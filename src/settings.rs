//! Board configuration
//!
//! The lane table, field geometry and round rules. Loaded once before the
//! first round; `GameConfig::default()` is the classic board.

use std::fs;
use std::path::Path;

use glam::Vec2;
use serde::{Deserialize, Serialize};
use thiserror::Error;

use crate::consts::*;
use crate::sim::lane::{Direction, Lane, LaneKind, LaneRole};
use crate::sim::state::{Field, LogSize, PlatformKind};

/// Why a configuration could not be used
#[derive(Debug, Error)]
pub enum SettingsError {
    #[error("failed to read config {path}")]
    Io {
        path: String,
        #[source]
        source: std::io::Error,
    },
    #[error("failed to parse config")]
    Parse(#[from] serde_json::Error),
    #[error("invalid config: {0}")]
    Invalid(String),
}

/// Complete game configuration
#[derive(Debug, Clone, PartialEq, Serialize, Deserialize)]
pub struct GameConfig {
    #[serde(default)]
    pub field: Field,
    /// Player home cell in tile units
    pub home: (f32, f32),
    pub lives: u8,
    /// Seed for vehicle class selection
    #[serde(default)]
    pub seed: u64,
    pub lanes: Vec<Lane>,
}

impl Default for GameConfig {
    fn default() -> Self {
        use Direction::{Left, Right};

        let mut lanes = vec![Lane::goal(1.5, vec![1.5, 3.5, 5.5, 7.5, 9.5])];

        // River
        lanes.push(Lane::water(2.5, PlatformKind::Log(LogSize::Medium), Right, 2.0, 2));
        lanes.push(Lane::water(3.5, PlatformKind::Turtles(3), Left, 1.5, 3));
        lanes.push(Lane::water(4.5, PlatformKind::Log(LogSize::Long), Right, 1.0, 2));
        lanes.push(Lane::water(5.5, PlatformKind::Log(LogSize::Short), Left, 2.0, 3));

        // Road
        lanes.push(Lane::road(7.5, Left, 2.0, 2));
        lanes.push(Lane::road(8.5, Right, 3.0, 1));
        lanes.push(Lane::road(9.5, Left, 1.0, 2));
        lanes.push(Lane::road(10.5, Right, 1.0, 2));

        Self {
            field: Field::default(),
            home: HOME_TILE,
            lives: STARTING_LIVES,
            seed: 0,
            lanes,
        }
    }
}

impl GameConfig {
    /// Read and validate a JSON config file
    pub fn load(path: impl AsRef<Path>) -> Result<Self, SettingsError> {
        let path = path.as_ref();
        let json = fs::read_to_string(path).map_err(|source| SettingsError::Io {
            path: path.display().to_string(),
            source,
        })?;
        let config = Self::from_json(&json)?;
        log::info!("Loaded config from {} ({} lanes)", path.display(), config.lanes.len());
        Ok(config)
    }

    pub fn from_json(json: &str) -> Result<Self, SettingsError> {
        let config: Self = serde_json::from_str(json)?;
        config.validate()?;
        Ok(config)
    }

    pub fn to_json(&self) -> Result<String, SettingsError> {
        Ok(serde_json::to_string_pretty(self)?)
    }

    pub fn home_tile(&self) -> Vec2 {
        Vec2::new(self.home.0, self.home.1)
    }

    /// Reject boards the simulation cannot run
    pub fn validate(&self) -> Result<(), SettingsError> {
        let field = &self.field;
        if field.tile_size <= 0.0 || field.cols == 0 || field.rows == 0 {
            return Err(SettingsError::Invalid("field must have a positive size".into()));
        }
        if self.lives == 0 {
            return Err(SettingsError::Invalid("lives must be at least 1".into()));
        }

        let (hx, hy) = self.home;
        if hx < 0.0 || hx >= field.cols as f32 || hy < 0.0 || hy >= field.rows as f32 {
            return Err(SettingsError::Invalid(format!(
                "home cell ({hx}, {hy}) is outside the field"
            )));
        }

        let mut slots = 0;
        for lane in &self.lanes {
            if lane.id < 0.0 || lane.id >= field.rows as f32 {
                return Err(SettingsError::Invalid(format!(
                    "lane {} is outside the field",
                    lane.id
                )));
            }
            match &lane.role {
                LaneRole::Goal { slots: xs } => {
                    if let Some(x) = xs.iter().find(|&&x| x < 0.0 || x > field.cols as f32) {
                        return Err(SettingsError::Invalid(format!(
                            "goal slot at {x} is outside the field"
                        )));
                    }
                    slots += xs.len();
                }
                LaneRole::Road { .. } | LaneRole::Water { .. } => {
                    if lane.capacity == 0 {
                        return Err(SettingsError::Invalid(format!(
                            "lane {} has no entities",
                            lane.id
                        )));
                    }
                    if lane.speed <= 0.0 {
                        return Err(SettingsError::Invalid(format!(
                            "lane {} must have a positive speed",
                            lane.id
                        )));
                    }
                    // Entities are staged one spacing apart and keep that gap
                    let spacing = field.width() / lane.capacity as f32;
                    if let Some(width) = lane.widest_entity(field.tile_size) {
                        if width > spacing {
                            return Err(SettingsError::Invalid(format!(
                                "lane {} is overcrowded: {} entities {width} px wide do not fit in {} px",
                                lane.id,
                                lane.capacity,
                                field.width()
                            )));
                        }
                    }
                }
            }
        }

        if !self.lanes.iter().any(|l| l.kind() == LaneKind::Goal) || slots == 0 {
            return Err(SettingsError::Invalid("board needs at least one goal slot".into()));
        }
        Ok(())
    }
}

◆ ◆ ◆ ◆ ◆

◆ TRY IT ◆
Among the lines of the data above, count those holding "capacity" and state only the number.

◆ WRITTEN RESPONSE ◆
3